- Instructions for the task:
Extract each line of the data below exactly as written.
-------------------------
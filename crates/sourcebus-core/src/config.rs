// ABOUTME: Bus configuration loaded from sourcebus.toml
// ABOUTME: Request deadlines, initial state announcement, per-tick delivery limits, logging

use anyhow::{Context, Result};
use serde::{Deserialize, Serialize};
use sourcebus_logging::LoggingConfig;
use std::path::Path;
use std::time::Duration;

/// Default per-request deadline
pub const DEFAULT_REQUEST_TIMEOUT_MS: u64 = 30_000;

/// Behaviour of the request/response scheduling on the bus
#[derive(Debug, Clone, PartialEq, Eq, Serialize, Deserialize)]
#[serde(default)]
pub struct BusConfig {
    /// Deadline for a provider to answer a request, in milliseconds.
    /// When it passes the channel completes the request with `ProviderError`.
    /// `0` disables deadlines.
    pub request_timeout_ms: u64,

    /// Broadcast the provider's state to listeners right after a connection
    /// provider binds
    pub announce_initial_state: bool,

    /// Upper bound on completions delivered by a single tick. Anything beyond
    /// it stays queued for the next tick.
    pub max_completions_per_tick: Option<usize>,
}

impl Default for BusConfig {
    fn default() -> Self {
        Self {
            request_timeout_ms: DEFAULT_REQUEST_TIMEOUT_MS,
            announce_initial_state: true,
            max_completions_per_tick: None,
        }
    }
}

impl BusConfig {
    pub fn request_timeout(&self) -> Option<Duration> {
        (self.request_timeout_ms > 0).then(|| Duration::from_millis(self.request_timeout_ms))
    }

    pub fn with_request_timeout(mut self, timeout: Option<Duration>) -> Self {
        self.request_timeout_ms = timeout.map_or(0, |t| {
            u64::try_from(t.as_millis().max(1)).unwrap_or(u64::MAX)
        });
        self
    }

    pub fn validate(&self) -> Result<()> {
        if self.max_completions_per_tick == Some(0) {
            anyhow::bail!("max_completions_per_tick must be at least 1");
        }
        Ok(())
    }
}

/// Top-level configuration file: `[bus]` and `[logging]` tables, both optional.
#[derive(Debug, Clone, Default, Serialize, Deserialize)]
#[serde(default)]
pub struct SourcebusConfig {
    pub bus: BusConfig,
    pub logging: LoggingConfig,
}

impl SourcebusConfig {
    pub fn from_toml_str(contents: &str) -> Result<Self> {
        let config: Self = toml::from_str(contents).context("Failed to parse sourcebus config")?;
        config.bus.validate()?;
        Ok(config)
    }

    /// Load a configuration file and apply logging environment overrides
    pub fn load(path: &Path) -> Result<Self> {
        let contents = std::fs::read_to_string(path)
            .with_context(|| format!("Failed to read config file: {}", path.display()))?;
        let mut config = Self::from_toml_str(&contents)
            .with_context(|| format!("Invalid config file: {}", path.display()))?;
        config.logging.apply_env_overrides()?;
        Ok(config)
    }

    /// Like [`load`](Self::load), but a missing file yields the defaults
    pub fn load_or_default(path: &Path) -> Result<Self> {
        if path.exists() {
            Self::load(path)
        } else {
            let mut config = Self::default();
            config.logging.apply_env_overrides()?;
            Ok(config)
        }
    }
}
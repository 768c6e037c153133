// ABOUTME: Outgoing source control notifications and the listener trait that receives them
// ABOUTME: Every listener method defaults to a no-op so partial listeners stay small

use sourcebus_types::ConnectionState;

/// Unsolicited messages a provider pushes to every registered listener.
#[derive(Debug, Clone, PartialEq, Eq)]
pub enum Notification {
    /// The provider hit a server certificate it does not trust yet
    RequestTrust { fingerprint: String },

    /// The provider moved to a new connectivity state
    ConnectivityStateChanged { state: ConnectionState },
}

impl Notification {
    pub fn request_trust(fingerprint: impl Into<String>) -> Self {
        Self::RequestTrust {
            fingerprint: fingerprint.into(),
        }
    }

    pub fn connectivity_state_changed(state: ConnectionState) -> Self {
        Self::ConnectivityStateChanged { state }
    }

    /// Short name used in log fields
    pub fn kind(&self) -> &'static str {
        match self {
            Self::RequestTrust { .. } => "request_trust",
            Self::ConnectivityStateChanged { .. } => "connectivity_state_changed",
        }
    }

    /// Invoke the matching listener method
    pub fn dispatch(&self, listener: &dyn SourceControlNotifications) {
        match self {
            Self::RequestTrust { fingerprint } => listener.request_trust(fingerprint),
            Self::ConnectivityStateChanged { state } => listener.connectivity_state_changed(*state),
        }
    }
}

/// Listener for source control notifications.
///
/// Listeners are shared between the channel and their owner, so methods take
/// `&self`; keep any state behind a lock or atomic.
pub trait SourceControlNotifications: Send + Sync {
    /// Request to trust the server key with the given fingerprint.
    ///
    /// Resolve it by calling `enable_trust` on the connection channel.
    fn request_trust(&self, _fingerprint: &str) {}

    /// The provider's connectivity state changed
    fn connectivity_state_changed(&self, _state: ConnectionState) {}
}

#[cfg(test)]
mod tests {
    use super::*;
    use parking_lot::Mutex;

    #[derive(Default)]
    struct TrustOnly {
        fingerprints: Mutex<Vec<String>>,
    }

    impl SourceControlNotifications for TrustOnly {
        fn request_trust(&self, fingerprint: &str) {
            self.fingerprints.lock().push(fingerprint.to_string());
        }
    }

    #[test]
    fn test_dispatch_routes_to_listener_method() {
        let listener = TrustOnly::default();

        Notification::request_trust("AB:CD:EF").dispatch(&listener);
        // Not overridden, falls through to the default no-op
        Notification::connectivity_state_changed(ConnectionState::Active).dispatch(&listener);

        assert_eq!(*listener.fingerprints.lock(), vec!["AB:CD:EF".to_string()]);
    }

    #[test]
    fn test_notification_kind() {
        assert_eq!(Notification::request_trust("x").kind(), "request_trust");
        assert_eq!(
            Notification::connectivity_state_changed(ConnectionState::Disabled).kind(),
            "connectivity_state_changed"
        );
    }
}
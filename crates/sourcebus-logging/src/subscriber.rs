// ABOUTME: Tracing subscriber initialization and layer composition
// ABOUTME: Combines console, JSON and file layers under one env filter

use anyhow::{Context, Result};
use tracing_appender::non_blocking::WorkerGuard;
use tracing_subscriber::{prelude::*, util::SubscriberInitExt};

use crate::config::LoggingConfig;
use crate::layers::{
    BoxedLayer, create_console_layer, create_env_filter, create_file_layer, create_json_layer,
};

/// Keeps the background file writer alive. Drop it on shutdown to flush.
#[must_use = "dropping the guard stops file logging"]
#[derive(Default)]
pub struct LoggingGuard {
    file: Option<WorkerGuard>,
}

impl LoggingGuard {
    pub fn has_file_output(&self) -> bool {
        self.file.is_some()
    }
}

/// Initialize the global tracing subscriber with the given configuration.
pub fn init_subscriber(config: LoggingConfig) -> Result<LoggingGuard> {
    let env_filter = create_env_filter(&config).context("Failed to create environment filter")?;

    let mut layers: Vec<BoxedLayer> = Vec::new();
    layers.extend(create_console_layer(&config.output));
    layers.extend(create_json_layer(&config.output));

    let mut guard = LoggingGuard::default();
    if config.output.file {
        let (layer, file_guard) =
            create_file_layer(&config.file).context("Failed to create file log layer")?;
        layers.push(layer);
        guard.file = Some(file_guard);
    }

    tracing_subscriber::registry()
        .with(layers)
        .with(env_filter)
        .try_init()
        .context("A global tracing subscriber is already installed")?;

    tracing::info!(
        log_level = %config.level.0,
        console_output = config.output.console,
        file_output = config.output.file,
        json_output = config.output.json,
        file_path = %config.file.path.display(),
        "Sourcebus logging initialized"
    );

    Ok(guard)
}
-------------------------
- Written solution:
filename crates/sourcebus-core/src/config.rs
// ABOUTME: Bus configuration loaded from sourcebus.toml
// ABOUTME: Request deadlines, initial state announcement, per-tick delivery limits, logging

use anyhow::{Context, Result};
use serde::{Deserialize, Serialize};
use sourcebus_logging::LoggingConfig;
use std::path::Path;
use std::time::Duration;

/// Default per-request deadline
pub const DEFAULT_REQUEST_TIMEOUT_MS: u64 = 30_000;

/// Behaviour of the request/response scheduling on the bus
#[derive(Debug, Clone, PartialEq, Eq, Serialize, Deserialize)]
#[serde(default)]
pub struct BusConfig {
    /// Deadline for a provider to answer a request, in milliseconds.
    /// When it passes the channel completes the request with `ProviderError`.
    /// `0` disables deadlines.
    pub request_timeout_ms: u64,

    /// Broadcast the provider's state to listeners right after a connection
    /// provider binds
    pub announce_initial_state: bool,

    /// Upper bound on completions delivered by a single tick. Anything beyond
    /// it stays queued for the next tick.
    pub max_completions_per_tick: Option<usize>,
}

impl Default for BusConfig {
    fn default() -> Self {
        Self {
            request_timeout_ms: DEFAULT_REQUEST_TIMEOUT_MS,
            announce_initial_state: true,
            max_completions_per_tick: None,
        }
    }
}

impl BusConfig {
    pub fn request_timeout(&self) -> Option<Duration> {
        (self.request_timeout_ms > 0).then(|| Duration::from_millis(self.request_timeout_ms))
    }

    pub fn with_request_timeout(mut self, timeout: Option<Duration>) -> Self {
        self.request_timeout_ms = timeout.map_or(0, |t| {
            u64::try_from(t.as_millis().max(1)).unwrap_or(u64::MAX)
        });
        self
    }

    pub fn validate(&self) -> Result<()> {
        if self.max_completions_per_tick == Some(0) {
            anyhow::bail!("max_completions_per_tick must be at least 1");
        }
        Ok(())
    }
}

/// Top-level configuration file: `[bus]` and `[logging]` tables, both optional.
#[derive(Debug, Clone, Default, Serialize, Deserialize)]
#[serde(default)]
pub struct SourcebusConfig {
    pub bus: BusConfig,
    pub logging: LoggingConfig,
}

impl SourcebusConfig {
    pub fn from_toml_str(contents: &str) -> Result<Self> {
        let config: Self = toml::from_str(contents).context("Failed to parse sourcebus config")?;
        config.bus.validate()?;
        Ok(config)
    }

    /// Load a configuration file and apply logging environment overrides
    pub fn load(path: &Path) -> Result<Self> {
        let contents = std::fs::read_to_string(path)
            .with_context(|| format!("Failed to read config file: {}", path.display()))?;
        let mut config = Self::from_toml_str(&contents)
            .with_context(|| format!("Invalid config file: {}", path.display()))?;
        config.logging.apply_env_overrides()?;
        Ok(config)
    }

    /// Like [`load`](Self::load), but a missing file yields the defaults
    pub fn load_or_default(path: &Path) -> Result<Self> {
        if path.exists() {
            Self::load(path)
        } else {
            let mut config = Self::default();
            config.logging.apply_env_overrides()?;
            Ok(config)
        }
    }
}
repository 768c6e037c153133
// ABOUTME: Outgoing source control notifications and the listener trait that receives them
// ABOUTME: Every listener method defaults to a no-op so partial listeners stay small

use sourcebus_types::ConnectionState;

/// Unsolicited messages a provider pushes to every registered listener.
#[derive(Debug, Clone, PartialEq, Eq)]
pub enum Notification {
    /// The provider hit a server certificate it does not trust yet
    RequestTrust { fingerprint: String },

    /// The provider moved to a new connectivity state
    ConnectivityStateChanged { state: ConnectionState },
}

impl Notification {
    pub fn request_trust(fingerprint: impl Into<String>) -> Self {
        Self::RequestTrust {
            fingerprint: fingerprint.into(),
        }
    }

    pub fn connectivity_state_changed(state: ConnectionState) -> Self {
        Self::ConnectivityStateChanged { state }
    }

    /// Short name used in log fields
    pub fn kind(&self) -> &'static str {
        match self {
            Self::RequestTrust { .. } => "request_trust",
            Self::ConnectivityStateChanged { .. } => "connectivity_state_changed",
        }
    }

    /// Invoke the matching listener method
    pub fn dispatch(&self, listener: &dyn SourceControlNotifications) {
        match self {
            Self::RequestTrust { fingerprint } => listener.request_trust(fingerprint),
            Self::ConnectivityStateChanged { state } => listener.connectivity_state_changed(*state),
        }
    }
}

/// Listener for source control notifications.
///
/// Listeners are shared between the channel and their owner, so methods take
/// `&self`; keep any state behind a lock or atomic.
pub trait SourceControlNotifications: Send + Sync {
    /// Request to trust the server key with the given fingerprint.
    ///
    /// Resolve it by calling `enable_trust` on the connection channel.
    fn request_trust(&self, _fingerprint: &str) {}

    /// The provider's connectivity state changed
    fn connectivity_state_changed(&self, _state: ConnectionState) {}
}

#[cfg(test)]
mod tests {
    use super::*;
    use parking_lot::Mutex;

    #[derive(Default)]
    struct TrustOnly {
        fingerprints: Mutex<Vec<String>>,
    }

    impl SourceControlNotifications for TrustOnly {
        fn request_trust(&self, fingerprint: &str) {
            self.fingerprints.lock().push(fingerprint.to_string());
        }
    }

    #[test]
    fn test_dispatch_routes_to_listener_method() {
        let listener = TrustOnly::default();

        Notification::request_trust("AB:CD:EF").dispatch(&listener);
        // Not overridden, falls through to the default no-op
        Notification::connectivity_state_changed(ConnectionState::Active).dispatch(&listener);

        assert_eq!(*listener.fingerprints.lock(), vec!["AB:CD:EF".to_string()]);
    }

    #[test]
    fn test_notification_kind() {
        assert_eq!(Notification::request_trust("x").kind(), "request_trust");
        assert_eq!(
            Notification::connectivity_state_changed(ConnectionState::Disabled).kind(),
            "connectivity_state_changed"
        );
    }
}
filename crates/sourcebus-logging/src/subscriber.rs
// ABOUTME: Tracing subscriber initialization and layer composition
// ABOUTME: Combines console, JSON and file layers under one env filter

use anyhow::{Context, Result};
use tracing_appender::non_blocking::WorkerGuard;
use tracing_subscriber::{prelude::*, util::SubscriberInitExt};

use crate::config::LoggingConfig;
use crate::layers::{
    BoxedLayer, create_console_layer, create_env_filter, create_file_layer, create_json_layer,
};

/// Keeps the background file writer alive. Drop it on shutdown to flush.
#[must_use = "dropping the guard stops file logging"]
#[derive(Default)]
pub struct LoggingGuard {
    file: Option<WorkerGuard>,
}

impl LoggingGuard {
    pub fn has_file_output(&self) -> bool {
        self.file.is_some()
    }
}

/// Initialize the global tracing subscriber with the given configuration.
pub fn init_subscriber(config: LoggingConfig) -> Result<LoggingGuard> {
    let env_filter = create_env_filter(&config).context("Failed to create environment filter")?;

    let mut layers: Vec<BoxedLayer> = Vec::new();
    layers.extend(create_console_layer(&config.output));
    layers.extend(create_json_layer(&config.output));

    let mut guard = LoggingGuard::default();
    if config.output.file {
        let (layer, file_guard) =
            create_file_layer(&config.file).context("Failed to create file log layer")?;
        layers.push(layer);
        guard.file = Some(file_guard);
    }

    tracing_subscriber::registry()
        .with(layers)
        .with(env_filter)
        .try_init()
        .context("A global tracing subscriber is already installed")?;

    tracing::info!(
        log_level = %config.level.0,
        console_output = config.output.console,
        file_output = config.output.file,
        json_output = config.output.json,
        file_path = %config.file.path.display(),
        "Sourcebus logging initialized"
    );

    Ok(guard)
}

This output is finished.